▸ Your objective
If a line includes "listings", copy it out of the entries.
--------------------------------
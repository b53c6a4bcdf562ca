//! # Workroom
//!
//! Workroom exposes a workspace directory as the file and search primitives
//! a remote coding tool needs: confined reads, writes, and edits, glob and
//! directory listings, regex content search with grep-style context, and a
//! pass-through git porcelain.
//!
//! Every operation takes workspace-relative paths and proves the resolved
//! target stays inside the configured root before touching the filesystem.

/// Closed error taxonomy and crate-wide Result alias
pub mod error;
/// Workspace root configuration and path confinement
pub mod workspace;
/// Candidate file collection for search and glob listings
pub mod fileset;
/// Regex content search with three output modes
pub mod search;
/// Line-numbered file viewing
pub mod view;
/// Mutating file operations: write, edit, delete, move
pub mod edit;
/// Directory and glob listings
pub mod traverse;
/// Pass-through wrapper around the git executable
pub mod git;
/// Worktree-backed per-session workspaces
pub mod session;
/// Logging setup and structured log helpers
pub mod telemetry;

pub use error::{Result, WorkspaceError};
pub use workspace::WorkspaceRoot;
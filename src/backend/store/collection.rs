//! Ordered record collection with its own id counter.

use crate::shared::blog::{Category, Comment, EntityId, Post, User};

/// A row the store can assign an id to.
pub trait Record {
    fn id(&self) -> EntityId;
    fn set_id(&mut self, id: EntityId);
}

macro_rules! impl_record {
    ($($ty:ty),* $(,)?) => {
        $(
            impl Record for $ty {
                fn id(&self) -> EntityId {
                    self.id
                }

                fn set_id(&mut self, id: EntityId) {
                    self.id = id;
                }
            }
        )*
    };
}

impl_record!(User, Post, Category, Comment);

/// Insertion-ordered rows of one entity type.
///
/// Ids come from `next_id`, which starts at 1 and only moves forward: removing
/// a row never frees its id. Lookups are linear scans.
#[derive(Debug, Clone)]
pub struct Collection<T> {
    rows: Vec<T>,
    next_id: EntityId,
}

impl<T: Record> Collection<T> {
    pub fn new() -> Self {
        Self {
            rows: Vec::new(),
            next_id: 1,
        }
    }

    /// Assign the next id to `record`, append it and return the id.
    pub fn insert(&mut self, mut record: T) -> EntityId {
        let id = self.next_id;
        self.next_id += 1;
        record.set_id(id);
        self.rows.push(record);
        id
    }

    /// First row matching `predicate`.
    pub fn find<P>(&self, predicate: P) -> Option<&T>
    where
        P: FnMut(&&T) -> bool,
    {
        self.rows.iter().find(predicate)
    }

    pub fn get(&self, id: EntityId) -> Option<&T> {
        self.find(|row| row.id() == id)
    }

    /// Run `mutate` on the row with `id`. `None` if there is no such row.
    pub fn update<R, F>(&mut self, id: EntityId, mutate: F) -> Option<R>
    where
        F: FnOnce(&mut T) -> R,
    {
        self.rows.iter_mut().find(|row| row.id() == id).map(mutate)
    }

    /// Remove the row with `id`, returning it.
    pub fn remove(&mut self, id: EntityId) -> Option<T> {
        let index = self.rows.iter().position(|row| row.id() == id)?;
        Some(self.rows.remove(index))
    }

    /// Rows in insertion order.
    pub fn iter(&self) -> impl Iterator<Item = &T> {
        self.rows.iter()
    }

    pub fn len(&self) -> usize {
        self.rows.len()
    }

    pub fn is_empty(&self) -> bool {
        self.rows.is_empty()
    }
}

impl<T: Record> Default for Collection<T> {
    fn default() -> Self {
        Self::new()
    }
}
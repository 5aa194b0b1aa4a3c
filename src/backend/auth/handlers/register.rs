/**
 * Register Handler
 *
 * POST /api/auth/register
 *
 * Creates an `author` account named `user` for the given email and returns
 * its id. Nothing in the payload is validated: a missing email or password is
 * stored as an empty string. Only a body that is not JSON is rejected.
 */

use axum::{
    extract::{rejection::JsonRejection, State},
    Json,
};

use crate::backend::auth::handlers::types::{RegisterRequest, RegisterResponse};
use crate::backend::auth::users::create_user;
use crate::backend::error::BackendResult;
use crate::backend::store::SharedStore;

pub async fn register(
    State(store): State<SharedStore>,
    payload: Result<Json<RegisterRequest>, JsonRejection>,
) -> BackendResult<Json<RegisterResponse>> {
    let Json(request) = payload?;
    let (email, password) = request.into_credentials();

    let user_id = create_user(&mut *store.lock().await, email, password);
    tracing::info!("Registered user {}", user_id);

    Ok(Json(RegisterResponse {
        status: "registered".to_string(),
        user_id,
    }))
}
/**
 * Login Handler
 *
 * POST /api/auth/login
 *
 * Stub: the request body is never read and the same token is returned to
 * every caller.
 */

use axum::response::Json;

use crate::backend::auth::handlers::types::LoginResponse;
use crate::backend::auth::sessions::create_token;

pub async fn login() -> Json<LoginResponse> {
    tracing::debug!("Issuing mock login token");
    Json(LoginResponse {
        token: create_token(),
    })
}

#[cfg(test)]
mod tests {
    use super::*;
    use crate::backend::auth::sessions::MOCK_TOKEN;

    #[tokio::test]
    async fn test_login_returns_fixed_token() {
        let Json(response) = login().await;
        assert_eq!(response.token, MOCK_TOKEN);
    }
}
--------------------------------
▸ Expected output
//! directory listings, regex content search with grep-style context, and a
/// Candidate file collection for search and glob listings
/// Directory and glob listings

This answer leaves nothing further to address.